[Zope] large images to a database via zope.

marc lindahl marc@bowery.com
Thu, 19 Apr 2001 02:58:40 -0400


Since you're collecting evidence, can you please try the exact same
experiment, except serving up your big file via ExtImage and/or localFS?
Thanks,
Marc

> From: ethan mindlace fremen <mindlace@digicool.com>
> Date: Tue, 17 Apr 2001 17:58:41 -0400
> To: zope@zope.org
> Subject: Re: [Zope] large images to a database via zope.
> 
> --On Tuesday, April 17, 2001 11:51:11 +0100 Toby Dickenson
> <tdickenson@devmail.geminidataloggers.co.uk> wrote:
>> On Tue, 17 Apr 2001 05:00:35 -0400, ethan mindlace fremen
>> <mindlace@digicool.com> wrote:
>>> Well, a thread is locked for the entire time it is writing out to the
>>> end  user.
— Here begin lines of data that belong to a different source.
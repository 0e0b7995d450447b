//! Pipeline Driver
//!
//! Wires the stages together for the command line.
//!
//! ## Pipeline Overview
//!
//! ```text
//! BenchmarkPlan (from versus.toml)
//!       │
//!       ▼
//! ┌─────────────┐
//! │  execution  │  Orchestrator + runner pool, progress bar
//! └──────┬──────┘
//!        │ samples
//!        ▼
//! ┌─────────────┐
//! │  analysis   │  quality → statistics → validation → decision
//! └──────┬──────┘
//!        │
//!        ▼
//! ┌─────────────┐
//! │ formatting  │  Human-readable output
//! └─────────────┘
//! ```
//!
//! ## Modules
//!
//! - [`execution`] - Runner pool construction and orchestrated execution
//! - [`analysis`] - Post-execution stages and report assembly
//! - [`formatting`] - Human-readable output formatting
//! - [`metadata`] - System metadata collection

mod analysis;
mod execution;
mod formatting;
mod metadata;

pub use analysis::analyze_samples;
pub use execution::{ProgressObserver, build_pool, execute_plan};
pub use formatting::format_human_output;
pub use metadata::build_report_meta;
So get 4 simultaneous requests for a large file, and your
>>> site is now  unresponsive (in a stock install.)
>> 
>> Im sure thats not true.
> 
> Here is my evidence:
> 
> Take zope (the .tgz) and stick it in your zope.
> 
> Get NetAnts (a windows program) and tell it you want to make >4
> simultaneous "offset" requests for the same file, then download zope.tgz.
> 
> Try to get any other file from that zope with a regular browser, or run a
> light "ab" against it.
> 
> During the time that you are serving those offsets (which actually
> translates into serving the entire file), if # of requests > number of
> threads, your server will not answer to you.
> 
> Annoyingly, mod_proxy's cache mechanism decides that *it* can't handle
> offset requests, so it doesn't help any to cache.
> 
> This is actually a general problem for any non-filesystem image serving:
> Can you ask for BLOBS by offset?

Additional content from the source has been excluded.